Separation 7

A/N: Ah, we get to deal with Pacifica again. This is also the episode (I think) where Mabel actually gets her feelings hurt. Yes, I am talking about Irrational Treasure, let's see how I do.

We had gotten in Grunkle Stan's car minutes earlier. I don't know exactly why we had to go somewhere, but we did. We were all eating nachos. Well, I was eating the chips, not the cheese. Mabel took two chips and put them on her ears.

"Look! Nacho earrings! I'm so funny." Mabel stated. Dipper and I chuckle.

"That's a debate for another day." Grunkle Stan replies. The car comes to a stop. "Oh come on! What's with all this traffic?"

"Hey Grunkle Stan, what's with all these wagons?" I ask.

"Oh no! No No No!" Grunkle Stan yells. He floors it. "Not today!"

He nearly runs over some pedestrians, who were dressed very weirdly.

"What's going on? And what about these weird clothes?" Dipper asks.

"We have to get out of here? Before we get trapped!" Grunkle Stan shouts. Wagons circle around us. "No!"

"Well, I think this is going to be interesting." I say.

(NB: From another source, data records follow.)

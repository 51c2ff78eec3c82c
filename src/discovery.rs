use crate::config::MirrorConfig;
use crate::host::DriverHost;
use crate::types::{ControllerRole, DeviceClass, DeviceIndex, Hand};

/// Physical controllers chosen as mirror sources, one per hand at most.
#[derive(Debug, Clone, Copy, Default, PartialEq, Eq)]
pub struct Discovered {
    pub left: Option<DeviceIndex>,
    pub right: Option<DeviceIndex>,
}

impl Discovered {
    pub fn get(&self, hand: Hand) -> Option<DeviceIndex> {
        match hand {
            Hand::Left => self.left,
            Hand::Right => self.right,
        }
    }

    fn slot(&mut self, hand: Hand) -> &mut Option<DeviceIndex> {
        match hand {
            Hand::Left => &mut self.left,
            Hand::Right => &mut self.right,
        }
    }

    pub fn is_empty(&self) -> bool {
        self.left.is_none() && self.right.is_none()
    }
}

/// Classifies the physical device in `index`. Any failed query yields `None`.
pub fn classify<H: DriverHost + ?Sized>(host: &H, index: DeviceIndex) -> Option<ControllerRole> {
    match host.tracked_device_class(index) {
        Ok(DeviceClass::Controller) => {}
        Ok(DeviceClass::Invalid) => return None,
        Ok(other) => {
            log::debug!("Device {} is {:?}, not a controller", index, other);
            return None;
        }
        Err(e) => {
            log::warn!("Device class query for {} failed: {} (skipping)", index, e);
            return None;
        }
    }

    match host.controller_role_hint(index) {
        Ok(hint) => {
            let role = ControllerRole::from_hint(hint);
            log::debug!("Device {} is a controller, role {:?}", index, role);
            Some(role)
        }
        Err(e) => {
            log::warn!("Role hint query for {} failed: {} (skipping)", index, e);
            None
        }
    }
}

/// Scans the device table in ascending index order. The first controller of each hand wins.
pub fn scan<H: DriverHost + ?Sized>(host: &H, config: &MirrorConfig) -> Discovered {
    let mut found = Discovered::default();

    for index in DeviceIndex::scan(config.scan_limit) {
        let Some(hand) = classify(host, index).and_then(ControllerRole::hand) else {
            continue;
        };
        if !config.mirrors(hand) {
            log::debug!("Ignoring {} controller {} (mirroring disabled)", hand, index);
            continue;
        }
        let slot = found.slot(hand);
        match *slot {
            Some(first) => {
                log::info!(
                    "Ignoring {} controller {}, already mirroring {}",
                    hand,
                    index,
                    first
                );
            }
            None => {
                log::info!("Found {} controller at {}", hand, index);
                *slot = Some(index);
            }
        }
    }

    if found.is_empty() {
        log::info!("No physical controllers found to mirror");
    }
    found
}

"Look! A cow!" Mabel points out, pointing to a cow.

"Well I guess there is no use to stay in the car." Grunkle Stan says. He bursts open the door. I open our door and Mabel, Dipper, and I crawl out.

"Wow, look at the town!" Dipper states. The town looked hundreds of years old.

"Yeah, it's Pioneer Day." Grunkle Stan explains. He says the last two words with disgust. "Every year these idiots dress up like even more idiots to celebrate the day Gravity Falls was founded."

"That sounds boring and dumb." I say.

"See you get it." Grunkle Stan says.

"I think it's cool!" Mabel declares.

"Well you're the only one there." Dipper tells her.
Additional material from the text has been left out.